-- Opening Marker --

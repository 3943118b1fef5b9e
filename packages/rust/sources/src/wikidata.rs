//! Wikidata backend (CC0 structured data).
//!
//! Numbers resolve to items through the configured wiki's article title
//! (`wbgetentities` with `sites` + `titles`). The two bulk code tables come
//! from the SPARQL query service.

use std::collections::BTreeMap;

use numsheet_shared::{CodeTable, EntityRef, NumberItem, Payload, ResourceId, ResourceKey, WikidataConfig};
use serde_json::Value;
use tracing::{debug, instrument};

use crate::client::{FetchError, Http, str_field};

/// External key of the ISO 3166-1 numeric code table (property P299).
pub const ISO3166_NUMERIC: &str = "iso3166-numeric";

/// External key of the telephone calling code table (property P474).
pub const CALLING_CODES: &str = "calling-codes";

const SPARQL_ACCEPT: &str = "application/sparql-results+json";

const ISO3166_QUERY: &str = r#"SELECT ?code ?country ?countryLabel WHERE {
  ?country wdt:P299 ?code .
  FILTER(REGEX(STR(?code), "^[0-9]{1,3}$"))
  SERVICE wikibase:label { bd:serviceParam wikibase:language "{lang},en". }
}"#;

const CALLING_CODE_QUERY: &str = r#"SELECT ?code ?country ?countryLabel WHERE {
  ?country wdt:P474 ?code .
  FILTER(REGEX(STR(?code), "^\\+?[0-9]{1,3}$"))
  SERVICE wikibase:label { bd:serviceParam wikibase:language "{lang},en". }
}"#;

/// Client for the Wikidata action API and query service.
#[derive(Debug, Clone)]
pub struct WikidataClient {
    http: Http,
    config: WikidataConfig,
}

impl WikidataClient {
    pub fn new(http: Http, config: WikidataConfig) -> Self {
        Self { http, config }
    }

    #[instrument(skip_all, fields(resource = %id))]
    pub async fn fetch(&self, id: &ResourceId) -> Result<Payload, FetchError> {
        match &id.key {
            ResourceKey::Number(n) => self.fetch_number_item(id, *n).await,
            ResourceKey::External(name) if name == ISO3166_NUMERIC => {
                self.fetch_code_table(id, ISO3166_QUERY).await
            }
            ResourceKey::External(name) if name == CALLING_CODES => {
                self.fetch_code_table(id, CALLING_CODE_QUERY).await
            }
            ResourceKey::External(name) => Err(FetchError::malformed(
                id,
                format!("no Wikidata query for '{name}'"),
            )),
        }
    }

    pub async fn probe(&self) -> bool {
        self.http.probe_mediawiki(&self.config.api_endpoint).await
    }

    async fn fetch_number_item(&self, id: &ResourceId, n: u16) -> Result<Payload, FetchError> {
        let title = self.config.title_template.replace("{n}", &n.to_string());
        let body = self
            .http
            .get_json(
                id,
                &self.config.api_endpoint,
                &[
                    ("action", "wbgetentities"),
                    ("format", "json"),
                    ("formatversion", "2"),
                    ("sites", &self.config.site),
                    ("titles", &title),
                    ("props", "labels|descriptions"),
                    ("languages", &self.config.language),
                    ("maxlag", "5"),
                ],
                "application/json",
            )
            .await?;

        let payload = parse_entities(id, &body, &self.config.language)?;
        debug!(found = !matches!(payload, Payload::Missing), "wbgetentities");
        Ok(payload)
    }

    async fn fetch_code_table(&self, id: &ResourceId, query: &str) -> Result<Payload, FetchError> {
        let query = query.replace("{lang}", &self.config.language);
        let body = self
            .http
            .get_json(
                id,
                &self.config.sparql_endpoint,
                &[("format", "json"), ("query", &query)],
                SPARQL_ACCEPT,
            )
            .await?;

        let table = parse_code_bindings(id, &body)?;
        debug!(codes = table.codes.len(), "code table fetched");
        Ok(Payload::CodeTable(table))
    }
}

/// Parse a `wbgetentities` response into a number item, or `Missing`.
fn parse_entities(id: &ResourceId, body: &Value, language: &str) -> Result<Payload, FetchError> {
    if let Some(err) = body.get("error") {
        let info = str_field(err, "info").unwrap_or("unknown API error");
        return Err(FetchError::malformed(id, info.to_string()));
    }

    let entities = body
        .get("entities")
        .and_then(Value::as_object)
        .ok_or_else(|| FetchError::malformed(id, "response has no 'entities' object"))?;

    let entity = entities.values().find(|e| {
        e.get("missing").is_none() && str_field(e, "id").is_some_and(|q| q.starts_with('Q'))
    });

    let Some(entity) = entity else {
        return Ok(Payload::Missing);
    };

    let localized = |field: &str| {
        entity
            .get(field)
            .and_then(|m| m.get(language))
            .and_then(|v| str_field(v, "value"))
            .map(str::to_string)
    };

    Ok(Payload::NumberItem(NumberItem {
        qid: str_field(entity, "id").unwrap_or_default().to_string(),
        label: localized("labels"),
        description: localized("descriptions"),
    }))
}

/// Collect `?code ?country ?countryLabel` bindings into a code table.
///
/// Codes may carry a leading `+` (calling codes); anything outside
/// `0..=999` or without an entity URI is skipped.
fn parse_code_bindings(id: &ResourceId, body: &Value) -> Result<CodeTable, FetchError> {
    let bindings = body
        .pointer("/results/bindings")
        .and_then(Value::as_array)
        .ok_or_else(|| FetchError::malformed(id, "SPARQL response has no bindings"))?;

    let mut codes: BTreeMap<u16, Vec<EntityRef>> = BTreeMap::new();
    for row in bindings {
        let value = |key: &str| row.get(key).and_then(|v| str_field(v, "value"));
        let (Some(code), Some(uri), Some(label)) =
            (value("code"), value("country"), value("countryLabel"))
        else {
            continue;
        };

        let digits = code.trim().trim_start_matches('+');
        let Ok(n) = digits.parse::<u16>() else {
            continue;
        };
        if n > numsheet_shared::MAX_NUMBER {
            continue;
        }
        let Some(qid) = entity_uri_to_qid(uri) else {
            continue;
        };

        let entry = EntityRef {
            label: label.to_string(),
            qid: qid.to_string(),
        };
        let refs = codes.entry(n).or_default();
        if !refs.contains(&entry) {
            refs.push(entry);
        }
    }

    for refs in codes.values_mut() {
        refs.sort();
    }

    Ok(CodeTable { codes })
}

/// `http://www.wikidata.org/entity/Q17` → `Q17`.
fn entity_uri_to_qid(uri: &str) -> Option<&str> {
    let (_, qid) = uri.rsplit_once("/entity/")?;
    qid.starts_with('Q').then_some(qid)
}

#[cfg(test)]
mod tests {
    use super::*;
    use numsheet_shared::{NetworkConfig, Source};
    use wiremock::matchers::{method, path, query_param};
    use wiremock::{Mock, MockServer, ResponseTemplate};

    fn client_for(server: &MockServer) -> WikidataClient {
        let config = WikidataConfig {
            api_endpoint: format!("{}/w/api.php", server.uri()),
            sparql_endpoint: format!("{}/sparql", server.uri()),
            ..WikidataConfig::default()
        };
        WikidataClient::new(Http::new(&NetworkConfig::default()).unwrap(), config)
    }

    #[test]
    fn qid_from_entity_uri() {
        assert_eq!(entity_uri_to_qid("http://www.wikidata.org/entity/Q17"), Some("Q17"));
        assert_eq!(entity_uri_to_qid("http://www.wikidata.org/prop/P299"), None);
    }

    #[tokio::test]
    async fn number_item_by_title() {
        let server = MockServer::start().await;
        Mock::given(method("GET"))
            .and(path("/w/api.php"))
            .and(query_param("action", "wbgetentities"))
            .and(query_param("titles", "42 (number)"))
            .respond_with(ResponseTemplate::new(200).set_body_string(
                r#"{"entities":{"Q713":{"id":"Q713",
                    "labels":{"en":{"language":"en","value":"42"}},
                    "descriptions":{"en":{"language":"en","value":"natural number"}}}}}"#,
            ))
            .mount(&server)
            .await;

        let id = ResourceId::number(Source::StructuredData, 42);
        let payload = client_for(&server).fetch(&id).await.expect("fetch");
        match payload {
            Payload::NumberItem(item) => {
                assert_eq!(item.qid, "Q713");
                assert_eq!(item.description.as_deref(), Some("natural number"));
                assert_eq!(item.url(), "https://www.wikidata.org/wiki/Q713");
            }
            other => panic!("expected NumberItem, got {other:?}"),
        }
    }

    #[tokio::test]
    async fn missing_title_yields_missing_payload() {
        let server = MockServer::start().await;
        Mock::given(query_param("action", "wbgetentities"))
            .respond_with(ResponseTemplate::new(200).set_body_string(
                r#"{"entities":{"-1":{"site":"enwiki","title":"998 (number)","missing":true}}}"#,
            ))
            .mount(&server)
            .await;

        let id = ResourceId::number(Source::StructuredData, 998);
        let payload = client_for(&server).fetch(&id).await.expect("fetch");
        assert_eq!(payload, Payload::Missing);
    }

    #[tokio::test]
    async fn calling_codes_from_sparql() {
        let server = MockServer::start().await;
        Mock::given(method("GET"))
            .and(path("/sparql"))
            .respond_with(ResponseTemplate::new(200).set_body_string(
                r#"{"results":{"bindings":[
                  {"code":{"value":"+81"},"country":{"value":"http://www.wikidata.org/entity/Q17"},"countryLabel":{"value":"Japan"}},
                  {"code":{"value":"1"},"country":{"value":"http://www.wikidata.org/entity/Q30"},"countryLabel":{"value":"United States"}},
                  {"code":{"value":"1"},"country":{"value":"http://www.wikidata.org/entity/Q16"},"countryLabel":{"value":"Canada"}},
                  {"code":{"value":"1234"},"country":{"value":"http://www.wikidata.org/entity/Q1"},"countryLabel":{"value":"Nowhere"}},
                  {"code":{"value":"44"},"countryLabel":{"value":"No URI"}}
                ]}}"#,
            ))
            .mount(&server)
            .await;

        let id = ResourceId::external(Source::StructuredData, CALLING_CODES);
        let payload = client_for(&server).fetch(&id).await.expect("fetch");
        let Payload::CodeTable(table) = payload else {
            panic!("expected CodeTable");
        };
        assert_eq!(table.codes.len(), 2);
        assert_eq!(table.lookup(81)[0].label, "Japan");
        let ones: Vec<&str> = table.lookup(1).iter().map(|r| r.label.as_str()).collect();
        assert_eq!(ones, vec!["Canada", "United States"]);
        assert!(table.lookup(44).is_empty());
    }

    #[tokio::test]
    async fn unknown_external_key_is_malformed() {
        let server = MockServer::start().await;
        let id = ResourceId::external(Source::StructuredData, "zip-codes");
        let err = client_for(&server).fetch(&id).await.unwrap_err();
        assert_eq!(err.cause, crate::client::FetchCause::Malformed);
    }
}
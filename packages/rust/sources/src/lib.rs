//! External sources for numsheet: the Wikidata and Wikipedia clients and
//! the policy-driven cache store in front of them.
//!
//! The generator only ever talks to [`CacheStore`]; the store decides when
//! a [`SourceClient`] is called.

pub mod cache;
pub mod client;
pub mod hub;
pub mod wikidata;
pub mod wikipedia;

#[cfg(any(test, feature = "test-util"))]
pub mod fake;

pub use cache::{CacheSettings, CacheStats, CacheStore, Resolved};
pub use client::{FetchCause, FetchError, Http, SourceClient, USER_AGENT};
pub use hub::SourceHub;
pub use wikidata::{CALLING_CODES, ISO3166_NUMERIC, WikidataClient};
pub use wikipedia::WikipediaClient;

#[cfg(any(test, feature = "test-util"))]
pub use fake::StaticClient;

-- Closing Marker --

• **Assigned task**
What you should output is every line of the records above, from the first through the line containing "ResourceKey::External(name) if name == CALLING_CODES", unchanged.

• **Completed task**
repository 3943118b1fef5b9e
filename packages/rust/sources/src/wikidata.rs
//! Wikidata backend (CC0 structured data).
//!
//! Numbers resolve to items through the configured wiki's article title
//! (`wbgetentities` with `sites` + `titles`). The two bulk code tables come
//! from the SPARQL query service.

use std::collections::BTreeMap;

use numsheet_shared::{CodeTable, EntityRef, NumberItem, Payload, ResourceId, ResourceKey, WikidataConfig};
use serde_json::Value;
use tracing::{debug, instrument};

use crate::client::{FetchError, Http, str_field};

/// External key of the ISO 3166-1 numeric code table (property P299).
pub const ISO3166_NUMERIC: &str = "iso3166-numeric";

/// External key of the telephone calling code table (property P474).
pub const CALLING_CODES: &str = "calling-codes";

const SPARQL_ACCEPT: &str = "application/sparql-results+json";

const ISO3166_QUERY: &str = r#"SELECT ?code ?country ?countryLabel WHERE {
  ?country wdt:P299 ?code .
  FILTER(REGEX(STR(?code), "^[0-9]{1,3}$"))
  SERVICE wikibase:label { bd:serviceParam wikibase:language "{lang},en". }
}"#;

const CALLING_CODE_QUERY: &str = r#"SELECT ?code ?country ?countryLabel WHERE {
  ?country wdt:P474 ?code .
  FILTER(REGEX(STR(?code), "^\\+?[0-9]{1,3}$"))
  SERVICE wikibase:label { bd:serviceParam wikibase:language "{lang},en". }
}"#;

/// Client for the Wikidata action API and query service.
#[derive(Debug, Clone)]
pub struct WikidataClient {
    http: Http,
    config: WikidataConfig,
}

impl WikidataClient {
    pub fn new(http: Http, config: WikidataConfig) -> Self {
        Self { http, config }
    }

    #[instrument(skip_all, fields(resource = %id))]
    pub async fn fetch(&self, id: &ResourceId) -> Result<Payload, FetchError> {
        match &id.key {
            ResourceKey::Number(n) => self.fetch_number_item(id, *n).await,
            ResourceKey::External(name) if name == ISO3166_NUMERIC => {
                self.fetch_code_table(id, ISO3166_QUERY).await
            }
            ResourceKey::External(name) if name == CALLING_CODES => {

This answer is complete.